>>>>
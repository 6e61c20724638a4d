//! Character-level scanning shared by every grammar rule.
//!
//! All offsets are byte offsets into the scanned text.

use crate::error::{ShellError, ShellResult};

pub const PIPE: &str = "|>";

pub fn is_ident_start(c: char) -> bool {
    c.is_ascii_alphabetic() || c == '_'
}

pub fn is_ident_char(c: char) -> bool {
    c.is_ascii_alphanumeric() || c == '_'
}

pub fn is_identifier(s: &str) -> bool {
    let mut chars = s.chars();
    chars.next().is_some_and(is_ident_start) && chars.all(is_ident_char)
}

/// Length of the identifier at the start of `s`, or 0.
pub fn ident_len(s: &str) -> usize {
    match s.chars().next() {
        Some(c) if is_ident_start(c) => s
            .find(|c: char| !is_ident_char(c))
            .unwrap_or(s.len()),
        _ => 0,
    }
}

/// Index of the `)` matching an already consumed `(`.
///
/// `start` is the offset just past the opening parenthesis. Quoted regions are
/// opaque; inside them a backslash escapes the character that follows it.
/// Outside quotes a backslash is an ordinary character. Returns `None` when the
/// text ends before the depth returns to zero.
pub fn find_matching_paren(text: &str, start: usize) -> Option<usize> {
    let mut depth = 1usize;
    let mut quote: Option<char> = None;
    let mut escaped = false;

    for (offset, c) in text.get(start..)?.char_indices() {
        if escaped {
            escaped = false;
            continue;
        }
        match (quote, c) {
            (Some(_), '\\') => escaped = true,
            (Some(q), c) if c == q => quote = None,
            (Some(_), _) => {}
            (None, '"' | '\'') => quote = Some(c),
            (None, '(') => depth += 1,
            (None, ')') => {
                depth -= 1;
                if depth == 0 {
                    return Some(start + offset);
                }
            }
            (None, _) => {}
        }
    }
    None
}

/// Process `\n`, `\t`, `\r` and `\\`. Any other escape is kept as written.
pub fn unescape(s: &str) -> String {
    let mut out = String::with_capacity(s.len());
    let mut chars = s.chars();
    while let Some(c) = chars.next() {
        if c != '\\' {
            out.push(c);
            continue;
        }
        match chars.next() {
            Some('n') => out.push('\n'),
            Some('t') => out.push('\t'),
            Some('r') => out.push('\r'),
            Some('\\') => out.push('\\'),
            Some(other) => {
                out.push('\\');
                out.push(other);
            }
            None => out.push('\\'),
        }
    }
    out
}

/// Split `text` on `sep` wherever it occurs outside quotes and parentheses.
pub fn split_top_level<'a>(text: &'a str, sep: &str) -> Vec<&'a str> {
    let mut parts = Vec::new();
    let mut last = 0;
    for at in top_level_matches(text, sep) {
        parts.push(&text[last..at]);
        last = at + sep.len();
    }
    parts.push(&text[last..]);
    parts
}

pub fn contains_top_level(text: &str, sep: &str) -> bool {
    !top_level_matches(text, sep).is_empty()
}

fn top_level_matches(text: &str, sep: &str) -> Vec<usize> {
    let mut found = Vec::new();
    let mut depth = 0usize;
    let mut quote: Option<char> = None;
    let mut escaped = false;
    let mut skip_until = 0;

    for (i, c) in text.char_indices() {
        if i < skip_until {
            continue;
        }
        if escaped {
            escaped = false;
            continue;
        }
        match (quote, c) {
            (Some(_), '\\') => escaped = true,
            (Some(q), c) if c == q => quote = None,
            (Some(_), _) => {}
            (None, '"' | '\'') => quote = Some(c),
            (None, '(') => depth += 1,
            (None, ')') => depth = depth.saturating_sub(1),
            (None, _) if depth == 0 && text[i..].starts_with(sep) => {
                found.push(i);
                skip_until = i + sep.len();
            }
            (None, _) => {}
        }
    }
    found
}

/// Replace `$name` and `${name}` references for which `lookup` has a value.
///
/// A single pass: replacement text is never scanned again. `$name` only
/// matches a whole identifier, so `$xy` is not a reference to `x`.
pub fn substitute_with<'v>(template: &str, lookup: impl Fn(&str) -> Option<&'v str>) -> String {
    let mut out = String::with_capacity(template.len());
    let mut rest = template;
    while let Some(at) = rest.find('$') {
        out.push_str(&rest[..at]);
        let after = &rest[at + 1..];

        let braced = after
            .strip_prefix('{')
            .and_then(|inner| inner.find('}').map(|end| (&inner[..end], end + 2)))
            .filter(|(name, _)| is_identifier(name));
        let (name, consumed) = match braced {
            Some(found) => found,
            None => {
                let len = ident_len(after);
                (&after[..len], len)
            }
        };

        match lookup(name).filter(|_| !name.is_empty()) {
            Some(value) => {
                out.push_str(value);
                rest = &after[consumed..];
            }
            None => {
                out.push('$');
                rest = after;
            }
        }
    }
    out.push_str(rest);
    out
}

/// Forward-only cursor over a line of input.
#[derive(Debug, Clone)]
pub struct Cursor<'a> {
    src: &'a str,
    pos: usize,
}

impl<'a> Cursor<'a> {
    pub fn new(src: &'a str) -> Self {
        Self { src, pos: 0 }
    }

    pub fn pos(&self) -> usize {
        self.pos
    }

    pub fn is_eof(&self) -> bool {
        self.pos >= self.src.len()
    }

    pub fn rest(&self) -> &'a str {
        &self.src[self.pos..]
    }

    pub fn peek(&self) -> Option<char> {
        self.rest().chars().next()
    }

    pub fn peek_second(&self) -> Option<char> {
        self.rest().chars().nth(1)
    }

    pub fn bump(&mut self) -> Option<char> {
        let c = self.peek()?;
        self.pos += c.len_utf8();
        Some(c)
    }

    pub fn eat(&mut self, expected: char) -> bool {
        if self.peek() == Some(expected) {
            self.pos += expected.len_utf8();
            true
        } else {
            false
        }
    }

    pub fn take_while(&mut self, pred: impl Fn(char) -> bool) -> &'a str {
        let start = self.pos;
        while let Some(c) = self.peek() {
            if !pred(c) {
                break;
            }
            self.pos += c.len_utf8();
        }
        &self.src[start..self.pos]
    }

    pub fn take_identifier(&mut self) -> &'a str {
        let len = ident_len(self.rest());
        let ident = &self.rest()[..len];
        self.pos += len;
        ident
    }

    /// Consume a quoted literal starting at the opening quote and return its
    /// escape-processed content.
    pub fn take_quoted(&mut self) -> ShellResult<String> {
        let start = self.pos;
        let quote = match self.bump() {
            Some(q @ ('"' | '\'')) => q,
            _ => return Err(ShellError::parse("expected a quote")),
        };

        let mut out = String::new();
        while let Some(c) = self.bump() {
            match c {
                '\\' => match self.bump() {
                    Some('n') => out.push('\n'),
                    Some('t') => out.push('\t'),
                    Some('r') => out.push('\r'),
                    Some(other) => out.push(other),
                    None => break,
                },
                c if c == quote => return Ok(out),
                c => out.push(c),
            }
        }
        Err(ShellError::parse(format!(
            "unterminated quote in '{}'",
            &self.src[start..]
        )))
    }

    /// Consume everything up to the matching `)`. The cursor must sit just
    /// past the opening parenthesis; it ends just past the closing one.
    pub fn take_balanced(&mut self) -> ShellResult<&'a str> {
        let open = self.pos.saturating_sub(1);
        let close = find_matching_paren(self.src, self.pos).ok_or_else(|| {
            ShellError::parse(format!("unbalanced parentheses in '{}'", &self.src[open..]))
        })?;
        let inner = &self.src[self.pos..close];
        self.pos = close + 1;
        Ok(inner)
    }
}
<<<<
## What the exercise asks
Reprint exactly the lines above that start at the one with "pub fn ident_len(s: &str)" and end at the one with "returns to zero.", keeping both and adding none.

## Final answer
pub fn ident_len(s: &str) -> usize {
    match s.chars().next() {
        Some(c) if is_ident_start(c) => s
            .find(|c: char| !is_ident_char(c))
            .unwrap_or(s.len()),
        _ => 0,
    }
}

/// Index of the `)` matching an already consumed `(`.
///
/// `start` is the offset just past the opening parenthesis. Quoted regions are
/// opaque; inside them a backslash escapes the character that follows it.
/// Outside quotes a backslash is an ordinary character. Returns `None` when the
/// text ends before the depth returns to zero.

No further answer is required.